The forum also was to include a congressional discussion featuring Democratic U.S. Reps. Stephanie Murphy of Winter Park and Val Demings of Orlando, together with Democratic U.S. Rep. Elizabeth Esty of Connecticut. Murphy and Demings skipped out, citing congressional committees they had to attend. Esty, whose district includes Newtown, Ct., site of the 2012 Sandy Hook Elementary School massacre, came and talked about gun legislation and anti-discrimination legislation.

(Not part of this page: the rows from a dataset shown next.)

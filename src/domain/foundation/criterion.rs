//! Criterion identity, polarity, and hierarchy node.

use serde::{Deserialize, Serialize};
use std::fmt;

/// Identifier of a criterion, as keyed by the caller's store.
#[derive(
    Debug, Clone, Copy, PartialEq, Eq, PartialOrd, Ord, Hash, Serialize, Deserialize,
)]
#[serde(transparent)]
pub struct CriterionId(i64);

impl CriterionId {
    /// Creates a criterion id.
    pub fn new(id: i64) -> Self {
        Self(id)
    }

    /// Returns the raw id.
    pub fn value(&self) -> i64 {
        self.0
    }
}

impl fmt::Display for CriterionId {
    fn fmt(&self, f: &mut fmt::Formatter<'_>) -> fmt::Result {
        write!(f, "{}", self.0)
    }
}

impl From<i64> for CriterionId {
    fn from(id: i64) -> Self {
        Self(id)
    }
}

/// Direction of preference for a criterion.
#[derive(Debug, Clone, Copy, Default, PartialEq, Eq, Hash, Serialize, Deserialize)]
pub enum Polarity {
    /// Higher ratings are better (quality, reliability).
    #[default]
    Benefit,
    /// Lower ratings are better (price, lead time).
    Cost,
}

impl Polarity {
    /// Returns true for benefit criteria.
    pub fn is_benefit(&self) -> bool {
        matches!(self, Polarity::Benefit)
    }
}

/// A criterion in the decision hierarchy.
///
/// Top-level criteria have `parent == None`. The `global_weight` is written
/// by the hierarchical weight propagator on each recalculation and read by
/// the ranking and sensitivity engines until the next one.
#[derive(Debug, Clone, PartialEq, Serialize, Deserialize)]
pub struct CriterionNode {
    pub id: CriterionId,
    pub parent: Option<CriterionId>,
    pub polarity: Polarity,
    pub global_weight: f64,
}

impl CriterionNode {
    /// Creates a top-level criterion with zero weight.
    pub fn new(id: impl Into<CriterionId>, polarity: Polarity) -> Self {
        Self {
            id: id.into(),
            parent: None,
            polarity,
            global_weight: 0.0,
        }
    }

    /// Creates a sub-criterion of the given parent.
    pub fn child_of(
        id: impl Into<CriterionId>,
        parent: impl Into<CriterionId>,
        polarity: Polarity,
    ) -> Self {
        Self {
            id: id.into(),
            parent: Some(parent.into()),
            polarity,
            global_weight: 0.0,
        }
    }

    /// Returns true if this criterion has no parent.
    pub fn is_top_level(&self) -> bool {
        self.parent.is_none()
    }
}

#[cfg(test)]
mod tests {
    use super::*;

    #[test]
    fn criterion_id_round_trips_value() {
        let id = CriterionId::new(42);
        assert_eq!(id.value(), 42);
        assert_eq!(format!("{}", id), "42");
    }

    #[test]
    fn polarity_benefit_check() {
        assert!(Polarity::Benefit.is_benefit());
        assert!(!Polarity::Cost.is_benefit());
    }

    #[test]
    fn new_criterion_is_top_level_with_zero_weight() {
        let node = CriterionNode::new(1, Polarity::Benefit);
        assert!(node.is_top_level());
        assert_eq!(node.global_weight, 0.0);
    }

    #[test]
    fn child_of_records_parent() {
        let node = CriterionNode::child_of(5, 1, Polarity::Cost);
        assert_eq!(node.parent, Some(CriterionId::new(1)));
        assert!(!node.is_top_level());
    }

    #[test]
    fn criterion_id_serializes_transparently() {
        let id = CriterionId::new(7);
        assert_eq!(serde_json::to_string(&id).unwrap(), "7");
    }
}
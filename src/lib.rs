//! Fuzzy MCDM - Multi-Criteria Decision Engine
//!
//! This crate implements the computational core of a group decision support
//! system: criteria weighting from pairwise expert judgments (Fuzzy AHP),
//! alternative ranking under interval-valued performance ratings
//! (Interval TOPSIS), and sensitivity/robustness analysis of the resulting
//! rankings under weight uncertainty.

pub mod domain;
//! Fuzzy AHP engine - criteria weighting from expert comparison matrices.
//!
//! Implements Buckley's geometric-mean method: expert matrices are
//! aggregated with a weighted geometric mean, fuzzy weights derived from
//! row geometric means, defuzzified by centre of area, and the aggregated
//! matrix checked for judgment consistency.

use once_cell::sync::Lazy;
use serde::{Deserialize, Serialize};
use std::collections::HashMap;
use tracing::debug;

use crate::domain::foundation::{AnalysisError, TriangularFuzzyNumber};

use super::FuzzyComparisonMatrix;

/// Random Index values for matrices of order 1..=15. Above 15 the value
/// plateaus; `random_index` falls back to 1.49.
static RANDOM_INDEX: Lazy<HashMap<usize, f64>> = Lazy::new(|| {
    HashMap::from([
        (1, 0.0),
        (2, 0.0),
        (3, 0.58),
        (4, 0.90),
        (5, 1.12),
        (6, 1.24),
        (7, 1.32),
        (8, 1.41),
        (9, 1.45),
        (10, 1.49),
        (11, 1.51),
        (12, 1.48),
        (13, 1.56),
        (14, 1.57),
        (15, 1.59),
    ])
});

fn random_index(order: usize) -> f64 {
    RANDOM_INDEX.get(&order).copied().unwrap_or(1.49)
}

/// Consistency measures of a crisp comparison matrix.
#[derive(Debug, Clone, Copy, PartialEq, Serialize, Deserialize)]
pub struct Consistency {
    /// Consistency Ratio: CI relative to the Random Index.
    pub ratio: f64,
    /// Consistency Index: (lambda_max - n) / (n - 1).
    pub index: f64,
    /// Principal eigenvalue of the matrix.
    pub lambda_max: f64,
}

impl Consistency {
    /// Saaty's conventional acceptance threshold.
    pub const ACCEPTABLE_RATIO: f64 = 0.1;

    /// Returns true if the ratio is within the conventional threshold.
    pub fn is_acceptable(&self) -> bool {
        self.ratio < Self::ACCEPTABLE_RATIO
    }
}

/// Output of the complete weighting pipeline.
#[derive(Debug, Clone, PartialEq, Serialize, Deserialize)]
pub struct WeightDerivation {
    /// Normalized crisp weights, one per criterion.
    pub crisp_weights: Vec<f64>,
    /// Fuzzy weights before defuzzification.
    pub fuzzy_weights: Vec<TriangularFuzzyNumber>,
    /// Consistency of the aggregated matrix, measured on middle values.
    pub consistency: Consistency,
}

/// Fuzzy AHP computation functions.
pub struct FuzzyAhpEngine;

impl FuzzyAhpEngine {
    /// Aggregates expert comparison matrices with a weighted geometric
    /// mean applied independently to each fuzzy component.
    ///
    /// The diagonal of the result is forced to (1, 1, 1). When
    /// `expert_weights` is `None` or its length does not match the number
    /// of matrices, equal weights 1/K are used. Supplied weights are
    /// applied as exponents as given; they are not checked to sum to 1,
    /// so a non-normalized vector yields a non-normalized geometric mean.
    ///
    /// # Errors
    /// - `NoData` if `matrices` is empty.
    /// - `DimensionMismatch` if the matrices disagree on order.
    pub fn aggregate_expert_matrices(
        matrices: &[FuzzyComparisonMatrix],
        expert_weights: Option<&[f64]>,
    ) -> Result<FuzzyComparisonMatrix, AnalysisError> {
        if matrices.is_empty() {
            return Err(AnalysisError::no_data("comparison matrices"));
        }

        let order = matrices[0].order();
        for matrix in &matrices[1..] {
            if matrix.order() != order {
                return Err(AnalysisError::dimension_mismatch(
                    "expert comparison matrices",
                    order,
                    matrix.order(),
                ));
            }
        }

        let equal = vec![1.0 / matrices.len() as f64; matrices.len()];
        let weights = match expert_weights {
            Some(w) if w.len() == matrices.len() => w,
            _ => equal.as_slice(),
        };

        let mut aggregated = FuzzyComparisonMatrix::identity(order);
        for i in 0..order {
            for j in 0..order {
                if i == j {
                    continue;
                }
                let mut l = 1.0;
                let mut m = 1.0;
                let mut u = 1.0;
                for (matrix, &w) in matrices.iter().zip(weights) {
                    let cell = matrix.get(i, j);
                    l *= cell.l().powf(w);
                    m *= cell.m().powf(w);
                    u *= cell.u().powf(w);
                }
                aggregated.set(i, j, TriangularFuzzyNumber::new(l, m, u));
            }
        }
        Ok(aggregated)
    }

    /// Derives fuzzy weights from an aggregated matrix (Buckley's method).
    ///
    /// For each row i, r_i is the n-th-root geometric mean of the row per
    /// component; w_i = r_i multiplied by the order-reversing reciprocal
    /// of the component-wise sum of all r. Zero sum components invert to
    /// 0 instead of raising.
    pub fn derive_fuzzy_weights(matrix: &FuzzyComparisonMatrix) -> Vec<TriangularFuzzyNumber> {
        let n = matrix.order();
        if n == 0 {
            return Vec::new();
        }

        let root = 1.0 / n as f64;
        let row_means: Vec<TriangularFuzzyNumber> = (0..n)
            .map(|i| {
                let mut l = 1.0;
                let mut m = 1.0;
                let mut u = 1.0;
                for j in 0..n {
                    let cell = matrix.get(i, j);
                    l *= cell.l();
                    m *= cell.m();
                    u *= cell.u();
                }
                TriangularFuzzyNumber::new(l.powf(root), m.powf(root), u.powf(root))
            })
            .collect();

        let sum = row_means
            .iter()
            .fold(TriangularFuzzyNumber::ZERO, |acc, r| acc.add(r));
        let inverse_sum = sum.reciprocal();

        row_means
            .iter()
            .map(|r| r.multiply(&inverse_sum))
            .collect()
    }

    /// Defuzzifies fuzzy weights by centre of area and normalizes the
    /// result to sum 1. A zero raw sum yields an all-zero vector.
    pub fn defuzzify(fuzzy_weights: &[TriangularFuzzyNumber]) -> Vec<f64> {
        let crisp: Vec<f64> = fuzzy_weights.iter().map(|w| w.centroid()).collect();
        let total: f64 = crisp.iter().sum();
        if total > 0.0 {
            crisp.iter().map(|w| w / total).collect()
        } else {
            vec![0.0; crisp.len()]
        }
    }

    /// Computes the consistency ratio of a crisp comparison matrix given
    /// row-major with `order` rows.
    ///
    /// For order < 3 consistency is undefined by convention and (0, 0, n)
    /// is returned. Otherwise lambda_max is the principal eigenvalue,
    /// CI = (lambda_max - n) / (n - 1), and CR = CI / RI(n).
    pub fn consistency_ratio(crisp_matrix: &[f64], order: usize) -> Consistency {
        debug_assert_eq!(crisp_matrix.len(), order * order);

        if order < 3 {
            return Consistency {
                ratio: 0.0,
                index: 0.0,
                lambda_max: order as f64,
            };
        }

        let lambda_max = principal_eigenvalue(crisp_matrix, order);
        let index = (lambda_max - order as f64) / (order as f64 - 1.0);
        let ratio = index / random_index(order);

        Consistency {
            ratio,
            index,
            lambda_max,
        }
    }

    /// Complete weighting pipeline: aggregate expert matrices, derive
    /// fuzzy weights, defuzzify, and measure consistency on the middle
    /// values of the aggregated matrix.
    pub fn calculate_weights(
        matrices: &[FuzzyComparisonMatrix],
        expert_weights: Option<&[f64]>,
    ) -> Result<WeightDerivation, AnalysisError> {
        let aggregated = Self::aggregate_expert_matrices(matrices, expert_weights)?;
        let fuzzy_weights = Self::derive_fuzzy_weights(&aggregated);
        let crisp_weights = Self::defuzzify(&fuzzy_weights);
        let consistency =
            Self::consistency_ratio(&aggregated.middle_values(), aggregated.order());

        debug!(
            experts = matrices.len(),
            order = aggregated.order(),
            cr = consistency.ratio,
            "derived criteria weights"
        );

        Ok(WeightDerivation {
            crisp_weights,
            fuzzy_weights,
            consistency,
        })
    }

    /// Identifies the judgment pair that deviates most from the derived
    /// weights and suggests which direction to revise it. Advisory text
    /// only; never blocks computation.
    pub fn diagnose_inconsistency(
        crisp_matrix: &[f64],
        order: usize,
        weights: &[f64],
        criteria_names: &[String],
    ) -> String {
        debug_assert_eq!(crisp_matrix.len(), order * order);

        let mut max_deviation = 0.0;
        let mut worst_pair: Option<(usize, usize)> = None;

        // Pair (i, j) where the judgment a_ij strays furthest from the
        // implied ratio w_i / w_j, in log space.
        for i in 0..order {
            for j in (i + 1)..order {
                let ratio = if weights[j] != 0.0 {
                    weights[i] / weights[j]
                } else {
                    0.0
                };
                let judgment = crisp_matrix[i * order + j];
                if judgment > 0.0 && ratio > 0.0 {
                    let deviation = (judgment.ln() - ratio.ln()).abs();
                    if deviation > max_deviation {
                        max_deviation = deviation;
                        worst_pair = Some((i, j));
                    }
                }
            }
        }

        let Some((i, j)) = worst_pair else {
            return "No significant inconsistency found.".to_string();
        };

        let judgment = crisp_matrix[i * order + j];
        let ratio = weights[i] / weights[j];
        let fallback_i = format!("Criterion {}", i + 1);
        let fallback_j = format!("Criterion {}", j + 1);
        let name_i = criteria_names.get(i).unwrap_or(&fallback_i);
        let name_j = criteria_names.get(j).unwrap_or(&fallback_j);

        let suggestion = if judgment > ratio {
            format!("Reduce the importance of '{}' relative to '{}'.", name_i, name_j)
        } else {
            format!("Increase the importance of '{}' relative to '{}'.", name_i, name_j)
        };

        format!(
            "Inconsistency found between '{}' and '{}'.\n\
             You rated '{}' as {:.2} times more important than '{}',\n\
             but the overall weights suggest it should be closer to {:.2}.\n\
             Suggestion: {}",
            name_i, name_j, name_i, judgment, name_j, ratio, suggestion
        )
    }
}

/// Dominant eigenvalue of a positive square matrix by power iteration.
///
/// Pairwise comparison matrices are positive and reciprocal, so the
/// Perron eigenvalue is real, simple, and dominant; power iteration
/// converges to it from any positive start vector.
fn principal_eigenvalue(matrix: &[f64], order: usize) -> f64 {
    const MAX_ITERATIONS: usize = 500;
    const TOLERANCE: f64 = 1e-12;

    let mut vector = vec![1.0 / order as f64; order];
    let mut lambda = 0.0;

    for _ in 0..MAX_ITERATIONS {
        let mut next = vec![0.0; order];
        for i in 0..order {
            for j in 0..order {
                next[i] += matrix[i * order + j] * vector[j];
            }
        }

        let norm = next.iter().map(|x| x * x).sum::<f64>().sqrt();
        if norm == 0.0 {
            return 0.0;
        }
        for x in &mut next {
            *x /= norm;
        }

        // Rayleigh quotient of the normalized iterate.
        let mut product = vec![0.0; order];
        for i in 0..order {
            for j in 0..order {
                product[i] += matrix[i * order + j] * next[j];
            }
        }
        let next_lambda: f64 = next.iter().zip(&product).map(|(v, p)| v * p).sum();

        if (next_lambda - lambda).abs() < TOLERANCE {
            return next_lambda;
        }
        lambda = next_lambda;
        vector = next;
    }

    lambda
}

So did Smith, who skipped out on the opening day of the Florida Legislature Special Session to be there. His criticisms of Scott emerged from a discussion in which he and Cifredo decried what she called “toxic masculinity.” She said it formed the cultural backdrop for the Pulse massacre, and much of the hatred and homophobia that gay, lesbian, bisexual, queer and transgender people endure. And she said it was evidenced by politicians who entirely characterized Mateen as as a radical Islamic terrorist who had pledged to ISIS, while refusing to acknowledge his professed hatred of gays that had led him to attack Pulse specifically. Refusal to denounce that hatred perpetuates it, she said.
“In the wake of the Pulse shooting there was this narrative by state politicians, or just Florida politicians, trying to use the shooter’s [Islamic] background as a scapegoat, and to absolve themselves simultaneously from any culpability,” Cifredo said. “And so the whole narrative was on his background and ethnicity, without actually focusing on the culture that actually bred him and brought him into existence.”
Smith cited the culture Cifredo spoke of for what he said was Scott’s move back away from sensitivity to the LGBTQ community, and for the death in this year’s Legislative Session of the Florida Workplace Competitive Act, which would have extended anti-discrimination laws to gay employees.
“I’m frustrated with the political situation in Florida, post-Pulse,” Smith said. “At minimum, at minimum, one would think, after the worst hate crime against LGBTQ people in our country’s history, at Pulse, that Republican leaders in Tallahassee in the very least would send a message that discrimination against LGBTQ people in Florida will not be tolerated.”